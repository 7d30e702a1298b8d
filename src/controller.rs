//! Session controller
//!
//! Binding between a consuming UI and the capture engine. Holds at most one
//! live [`CaptureSession`], creating a fresh one for every start, and
//! republishes its state once per second.

use crate::capture::traits::CaptureBackend;
use crate::ingest::client::SegmentUploader;
use crate::recorder::session::{CaptureSession, StatusProbe};
use crate::recorder::state::{CaptureConfig, SessionStatus};
use crate::utils::error::{CaptureError, ErrorResponse};
use serde::Serialize;
use std::sync::Arc;
use std::time::Duration;
use tokio::sync::watch;
use tokio::task::JoinHandle;

const PUBLISH_PERIOD: Duration = Duration::from_secs(1);

/// State exposed to the UI
#[derive(Debug, Clone, Default, PartialEq, Eq, Serialize)]
#[serde(rename_all = "camelCase")]
pub struct ControllerStatus {
    pub is_recording: bool,
    pub recording_time_seconds: u64,
    pub status: SessionStatus,
    pub bytes_captured: u64,
    pub segments_uploaded: u64,
    /// Why the last start failed
    pub error: Option<ErrorResponse>,
}

impl ControllerStatus {
    fn from_probe(probe: &StatusProbe, error: Option<ErrorResponse>) -> Self {
        let snapshot = probe.snapshot();
        Self {
            is_recording: snapshot.is_recording(),
            recording_time_seconds: probe.elapsed().as_secs(),
            status: snapshot.status,
            bytes_captured: snapshot.bytes_captured,
            segments_uploaded: snapshot.segments_uploaded,
            error,
        }
    }
}

pub struct SessionController {
    backend: Arc<dyn CaptureBackend>,
    uploader: Arc<dyn SegmentUploader>,
    active: Option<CaptureSession>,
    last_error: Option<ErrorResponse>,
    status_tx: Arc<watch::Sender<ControllerStatus>>,
    publisher: Option<JoinHandle<()>>,
}

impl SessionController {
    pub fn new(backend: Arc<dyn CaptureBackend>, uploader: Arc<dyn SegmentUploader>) -> Self {
        let (status_tx, _) = watch::channel(ControllerStatus::default());
        Self {
            backend,
            uploader,
            active: None,
            last_error: None,
            status_tx: Arc::new(status_tx),
            publisher: None,
        }
    }

    /// Start a recording with a fresh capture session.
    ///
    /// No-op while a recording is live.
    pub async fn start(&mut self, config: CaptureConfig) -> Result<(), CaptureError> {
        if self.is_recording() {
            tracing::debug!("Already recording; start ignored");
            return Ok(());
        }

        if let Some(mut previous) = self.active.take() {
            // a device-ended session may still be delivering its final segment
            previous.join_driver().await;
        }
        self.stop_publisher();

        let mut session = CaptureSession::new(self.backend.clone(), self.uploader.clone());
        match session.start(config).await {
            Ok(()) => {
                self.last_error = None;
                self.spawn_publisher(session.probe());
                self.active = Some(session);
                self.publish();
                Ok(())
            }
            Err(e) => {
                self.last_error = Some(ErrorResponse::from(&e));
                self.publish();
                Err(e)
            }
        }
    }

    /// Stop the live recording, if any
    pub async fn stop(&mut self) -> Result<(), CaptureError> {
        let result = match self.active.as_mut() {
            Some(session) => session.stop().await,
            None => Ok(()),
        };
        self.stop_publisher();
        self.publish();
        result
    }

    pub fn is_recording(&self) -> bool {
        self.active
            .as_ref()
            .map(|session| session.status().is_recording())
            .unwrap_or(false)
    }

    /// Whole seconds since the current (or last) recording started
    pub fn recording_time_seconds(&self) -> u64 {
        self.active
            .as_ref()
            .map(|session| session.probe().elapsed().as_secs())
            .unwrap_or(0)
    }

    pub fn status(&self) -> ControllerStatus {
        match &self.active {
            Some(session) => {
                ControllerStatus::from_probe(&session.probe(), self.last_error.clone())
            }
            None => ControllerStatus {
                error: self.last_error.clone(),
                ..Default::default()
            },
        }
    }

    /// Status updates, published every second while recording
    pub fn subscribe(&self) -> watch::Receiver<ControllerStatus> {
        self.status_tx.subscribe()
    }

    fn publish(&self) {
        self.status_tx.send_replace(self.status());
    }

    fn spawn_publisher(&mut self, probe: StatusProbe) {
        let status_tx = self.status_tx.clone();
        self.publisher = Some(tokio::spawn(async move {
            let mut ticker = tokio::time::interval(PUBLISH_PERIOD);
            loop {
                ticker.tick().await;
                let status = ControllerStatus::from_probe(&probe, None);
                let done = status.status.is_terminal();
                status_tx.send_replace(status);
                if done {
                    break;
                }
            }
        }));
    }

    fn stop_publisher(&mut self) {
        if let Some(publisher) = self.publisher.take() {
            publisher.abort();
        }
    }
}

impl Drop for SessionController {
    fn drop(&mut self) {
        self.stop_publisher();
        if self.is_recording() {
            // dropping the session handle runs its stop sequence
            tracing::info!("Controller dropped while recording; stopping capture");
        }
    }
}

#[cfg(test)]
mod tests {
    use super::*;
    use crate::recorder::state::{Credential, SourceKind};
    use crate::recorder::testing::{FakeBackend, FakeUploader};
    use tokio::time::sleep;

    fn config() -> CaptureConfig {
        CaptureConfig {
            session_id: "olymp-3".to_string(),
            credential: Credential::new("tok"),
            source_kind: SourceKind::Camera,
            segment_interval_ms: 30_000,
            target_bitrate_bps: 1_000_000,
            preferred_codecs: Vec::new(),
            capture_audio: false,
            device_id: None,
        }
    }

    fn controller(backend: &Arc<FakeBackend>, uploader: &Arc<FakeUploader>) -> SessionController {
        SessionController::new(backend.clone(), uploader.clone())
    }

    #[tokio::test(start_paused = true)]
    async fn test_start_stop_lifecycle() {
        let backend = FakeBackend::new();
        let uploader = FakeUploader::open();
        let mut controller = controller(&backend, &uploader);

        assert!(!controller.is_recording());
        controller.start(config()).await.unwrap();
        assert!(controller.is_recording());

        sleep(Duration::from_secs(5)).await;
        backend.emit_data(64);
        assert_eq!(controller.recording_time_seconds(), 5);

        controller.stop().await.unwrap();
        let status = controller.status();
        assert!(!status.is_recording);
        assert_eq!(status.status, SessionStatus::Stopped);
        assert_eq!(status.segments_uploaded, 1);
        assert_eq!(status.bytes_captured, 64);
        assert_eq!(backend.released(), 1);
    }

    #[tokio::test(start_paused = true)]
    async fn test_start_while_recording_keeps_one_session() {
        let backend = FakeBackend::new();
        let uploader = FakeUploader::open();
        let mut controller = controller(&backend, &uploader);

        controller.start(config()).await.unwrap();
        controller.start(config()).await.unwrap();
        assert_eq!(backend.acquired(), 1);

        controller.stop().await.unwrap();
        controller.start(config()).await.unwrap();
        assert_eq!(backend.acquired(), 2);
        assert!(controller.is_recording());
        // restart begins a new clock
        assert_eq!(controller.recording_time_seconds(), 0);

        controller.stop().await.unwrap();
        assert_eq!(backend.released(), 2);
    }

    #[tokio::test(start_paused = true)]
    async fn test_failed_start_is_reported_and_retryable() {
        let backend = FakeBackend::supporting(&[]);
        let uploader = FakeUploader::open();
        let mut controller = controller(&backend, &uploader);

        let err = controller.start(config()).await.unwrap_err();
        assert!(matches!(err, CaptureError::UnsupportedCodec(_)));
        let status = controller.status();
        assert!(!status.is_recording);
        assert_eq!(status.error.unwrap().code, "UNSUPPORTED_CODEC");

        backend.set_supported(&["video/webm"]);
        controller.start(config()).await.unwrap();
        assert!(controller.is_recording());
        assert!(controller.status().error.is_none());
        controller.stop().await.unwrap();
    }

    #[tokio::test(start_paused = true)]
    async fn test_stop_without_session_is_noop() {
        let backend = FakeBackend::new();
        let uploader = FakeUploader::open();
        let mut controller = controller(&backend, &uploader);

        controller.stop().await.unwrap();
        assert_eq!(backend.released(), 0);
        assert!(uploader.uploads().is_empty());
    }

    #[tokio::test(start_paused = true)]
    async fn test_publisher_ticks_every_second() {
        let backend = FakeBackend::new();
        let uploader = FakeUploader::open();
        let mut controller = controller(&backend, &uploader);
        let updates = controller.subscribe();

        controller.start(config()).await.unwrap();
        sleep(Duration::from_millis(3_500)).await;

        let latest = updates.borrow().clone();
        assert!(latest.is_recording);
        assert_eq!(latest.recording_time_seconds, 3);

        controller.stop().await.unwrap();
        assert!(!updates.borrow().is_recording);
    }

    #[tokio::test(start_paused = true)]
    async fn test_device_end_visible_to_subscribers() {
        let backend = FakeBackend::new();
        let uploader = FakeUploader::open();
        let mut controller = controller(&backend, &uploader);
        let updates = controller.subscribe();

        controller.start(config()).await.unwrap();
        backend.emit_data(10);
        backend.emit(crate::capture::traits::MediaEvent::Ended);
        sleep(Duration::from_millis(1_500)).await;

        assert!(!controller.is_recording());
        let latest = updates.borrow().clone();
        assert_eq!(latest.status, SessionStatus::Stopped);
        assert_eq!(backend.released(), 1);

        // a new start replaces the ended session
        controller.start(config()).await.unwrap();
        assert_eq!(backend.acquired(), 2);
        controller.stop().await.unwrap();
    }

    #[tokio::test(start_paused = true)]
    async fn test_drop_while_recording_releases_device() {
        let backend = FakeBackend::new();
        let uploader = FakeUploader::open();
        let mut controller = controller(&backend, &uploader);

        controller.start(config()).await.unwrap();
        backend.emit_data(10);
        drop(controller);
        sleep(Duration::from_millis(10)).await;

        assert_eq!(backend.released(), 1);
        assert_eq!(uploader.uploads().len(), 1);
        assert!(uploader.uploads()[0].is_final);
    }
}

## Task prompt
Out of the records above, pick each line that contains the string "sleep".

## Exercise output
    use tokio::time::sleep;
        sleep(Duration::from_secs(5)).await;
        sleep(Duration::from_millis(3_500)).await;
        sleep(Duration::from_millis(1_500)).await;
        sleep(Duration::from_millis(10)).await;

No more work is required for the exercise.